*WHAT TO DO*. Transcription should be exact. Include all entries.

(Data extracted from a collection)
-------
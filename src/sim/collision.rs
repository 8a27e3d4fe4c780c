//! Axis-separated collision resolution
//!
//! Horizontal and vertical motion are resolved in two independent passes so
//! the actor can't slip diagonally through a platform corner. Platforms are
//! visited in iteration order and each intersecting one snaps the actor; when
//! several overlap at once the first one in the list wins for that axis, not
//! the nearest.

use super::level::Platform;
use super::patroller::Patroller;
use super::rect::Rect;
use crate::consts::*;

/// What the vertical pass ran into this frame
#[derive(Debug, Clone, Copy, PartialEq, Eq)]
pub enum VerticalContact {
    /// Still airborne (or no vertical motion was blocked)
    None,
    /// Came down onto a platform top
    Landed,
    /// Hit a platform underside or the top of the screen
    Ceiling,
}

/// Outcome of touching an enemy (`index` into the enemy list, `id` of the enemy)
#[derive(Debug, Clone, Copy, PartialEq, Eq)]
pub enum EnemyContact {
    /// Fell onto the enemy's top
    Stomp { index: usize, id: u32 },
    /// Any other overlap
    Hit { index: usize, id: u32 },
}

/// Move `rect` by `dx` and push it out of any platform it ran into, then keep
/// it on screen.
pub fn resolve_horizontal(rect: &mut Rect, dx: f32, platforms: &[Platform]) {
    rect.x += dx;

    for platform in platforms {
        if !rect.intersects(&platform.rect) {
            continue;
        }
        if dx > 0.0 {
            rect.set_right(platform.rect.left());
        } else if dx < 0.0 {
            rect.set_left(platform.rect.right());
        }
    }

    rect.clamp_horizontal(SCREEN_WIDTH);
}

/// Apply gravity, move `rect` by the new vertical velocity, and snap it to
/// the surface it hit.
///
/// Gravity is added every frame, grounded or not: a resting actor sinks
/// slightly into its platform and is snapped back out, which is what leaves
/// `vel_y` at exactly zero. The bottom of the screen is left open; falling
/// past it is the caller's pitfall check.
pub fn resolve_vertical(rect: &mut Rect, vel_y: &mut f32, platforms: &[Platform]) -> VerticalContact {
    *vel_y += GRAVITY;
    rect.y += *vel_y;

    let mut contact = VerticalContact::None;
    for platform in platforms {
        if !rect.intersects(&platform.rect) {
            continue;
        }
        if *vel_y > 0.0 {
            rect.set_bottom(platform.rect.top());
            *vel_y = 0.0;
            contact = VerticalContact::Landed;
        } else if *vel_y < 0.0 {
            rect.set_top(platform.rect.bottom());
            *vel_y = 0.0;
            contact = VerticalContact::Ceiling;
        }
    }

    if rect.top() < 0.0 || (rect.top() == 0.0 && *vel_y < 0.0) {
        rect.set_top(0.0);
        *vel_y = 0.0;
        contact = VerticalContact::Ceiling;
    }

    contact
}

/// True when a falling body's bottom edge is within `STOMP_TOLERANCE` of the
/// enemy's top edge (inclusive).
#[inline]
pub fn is_stomp(body: &Rect, vel_y: f32, enemy: &Rect) -> bool {
    vel_y > 0.0 && body.bottom() - enemy.top() <= STOMP_TOLERANCE
}

/// Classify contact with the first enemy overlapping `body`
pub fn enemy_contact(body: &Rect, vel_y: f32, enemies: &[Patroller]) -> Option<EnemyContact> {
    let index = enemies.iter().position(|e| body.intersects(&e.rect))?;
    let enemy = &enemies[index];
    if is_stomp(body, vel_y, &enemy.rect) {
        Some(EnemyContact::Stomp { index, id: enemy.id })
    } else {
        Some(EnemyContact::Hit { index, id: enemy.id })
    }
}
//! Deterministic simulation module
//!
//! All gameplay logic lives here. This module must be pure and deterministic:
//! - Fixed per-frame step only (no wall clock)
//! - Stable iteration order (platforms and entities in layout order)
//! - No rendering, audio, or platform dependencies

pub mod actor;
pub mod collision;
pub mod level;
pub mod patroller;
pub mod pickup;
pub mod rect;
pub mod state;
pub mod tick;

pub use actor::{Actor, ActorStep};
pub use collision::{EnemyContact, VerticalContact, enemy_contact, is_stomp};
pub use level::{Level, Platform, build as build_level};
pub use patroller::{Direction, Patroller};
pub use pickup::{Pickup, PickupKind};
pub use rect::{Entity, Rect};
pub use state::{FrameSnapshot, GameEvent, GamePhase, Outcome, Session, Summary};
pub use tick::{TickInput, tick};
-------
*WRITTEN ANSWER*.
filename src/sim/collision.rs
repository 8a27e3d4fe4c780c
//! Axis-separated collision resolution
//!
//! Horizontal and vertical motion are resolved in two independent passes so
//! the actor can't slip diagonally through a platform corner. Platforms are
//! visited in iteration order and each intersecting one snaps the actor; when
//! several overlap at once the first one in the list wins for that axis, not
//! the nearest.

use super::level::Platform;
use super::patroller::Patroller;
use super::rect::Rect;
use crate::consts::*;

/// What the vertical pass ran into this frame
#[derive(Debug, Clone, Copy, PartialEq, Eq)]
pub enum VerticalContact {
    /// Still airborne (or no vertical motion was blocked)
    None,
    /// Came down onto a platform top
    Landed,
    /// Hit a platform underside or the top of the screen
    Ceiling,
}

/// Outcome of touching an enemy (`index` into the enemy list, `id` of the enemy)
#[derive(Debug, Clone, Copy, PartialEq, Eq)]
pub enum EnemyContact {
    /// Fell onto the enemy's top
    Stomp { index: usize, id: u32 },
    /// Any other overlap
    Hit { index: usize, id: u32 },
}

/// Move `rect` by `dx` and push it out of any platform it ran into, then keep
/// it on screen.
pub fn resolve_horizontal(rect: &mut Rect, dx: f32, platforms: &[Platform]) {
    rect.x += dx;

    for platform in platforms {
        if !rect.intersects(&platform.rect) {
            continue;
        }
        if dx > 0.0 {
            rect.set_right(platform.rect.left());
        } else if dx < 0.0 {
            rect.set_left(platform.rect.right());
        }
    }

    rect.clamp_horizontal(SCREEN_WIDTH);
}

/// Apply gravity, move `rect` by the new vertical velocity, and snap it to
/// the surface it hit.
///
/// Gravity is added every frame, grounded or not: a resting actor sinks
/// slightly into its platform and is snapped back out, which is what leaves
/// `vel_y` at exactly zero. The bottom of the screen is left open; falling
/// past it is the caller's pitfall check.
pub fn resolve_vertical(rect: &mut Rect, vel_y: &mut f32, platforms: &[Platform]) -> VerticalContact {
    *vel_y += GRAVITY;
    rect.y += *vel_y;

    let mut contact = VerticalContact::None;
    for platform in platforms {
        if !rect.intersects(&platform.rect) {
            continue;
        }
        if *vel_y > 0.0 {
            rect.set_bottom(platform.rect.top());
            *vel_y = 0.0;
            contact = VerticalContact::Landed;
        } else if *vel_y < 0.0 {
            rect.set_top(platform.rect.bottom());
            *vel_y = 0.0;
            contact = VerticalContact::Ceiling;
        }
    }

    if rect.top() < 0.0 || (rect.top() == 0.0 && *vel_y < 0.0) {
        rect.set_top(0.0);
        *vel_y = 0.0;
        contact = VerticalContact::Ceiling;
    }

    contact
}

/// True when a falling body's bottom edge is within `STOMP_TOLERANCE` of the
/// enemy's top edge (inclusive).
#[inline]
pub fn is_stomp(body: &Rect, vel_y: f32, enemy: &Rect) -> bool {
    vel_y > 0.0 && body.bottom() - enemy.top() <= STOMP_TOLERANCE
}

/// Classify contact with the first enemy overlapping `body`
pub fn enemy_contact(body: &Rect, vel_y: f32, enemies: &[Patroller]) -> Option<EnemyContact> {
    let index = enemies.iter().position(|e| body.intersects(&e.rect))?;
    let enemy = &enemies[index];
    if is_stomp(body, vel_y, &enemy.rect) {
        Some(EnemyContact::Stomp { index, id: enemy.id })
    } else {
        Some(EnemyContact::Hit { index, id: enemy.id })
    }
}
//! Deterministic simulation module
//!
//! All gameplay logic lives here. This module must be pure and deterministic:
//! - Fixed per-frame step only (no wall clock)
//! - Stable iteration order (platforms and entities in layout order)
//! - No rendering, audio, or platform dependencies

pub mod actor;
pub mod collision;
pub mod level;
pub mod patroller;
pub mod pickup;
pub mod rect;
pub mod state;
pub mod tick;

pub use actor::{Actor, ActorStep};
pub use collision::{EnemyContact, VerticalContact, enemy_contact, is_stomp};
pub use level::{Level, Platform, build as build_level};
pub use patroller::{Direction, Patroller};
pub use pickup::{Pickup, PickupKind};
pub use rect::{Entity, Rect};
pub use state::{FrameSnapshot, GameEvent, GamePhase, Outcome, Session, Summary};
pub use tick::{TickInput, tick};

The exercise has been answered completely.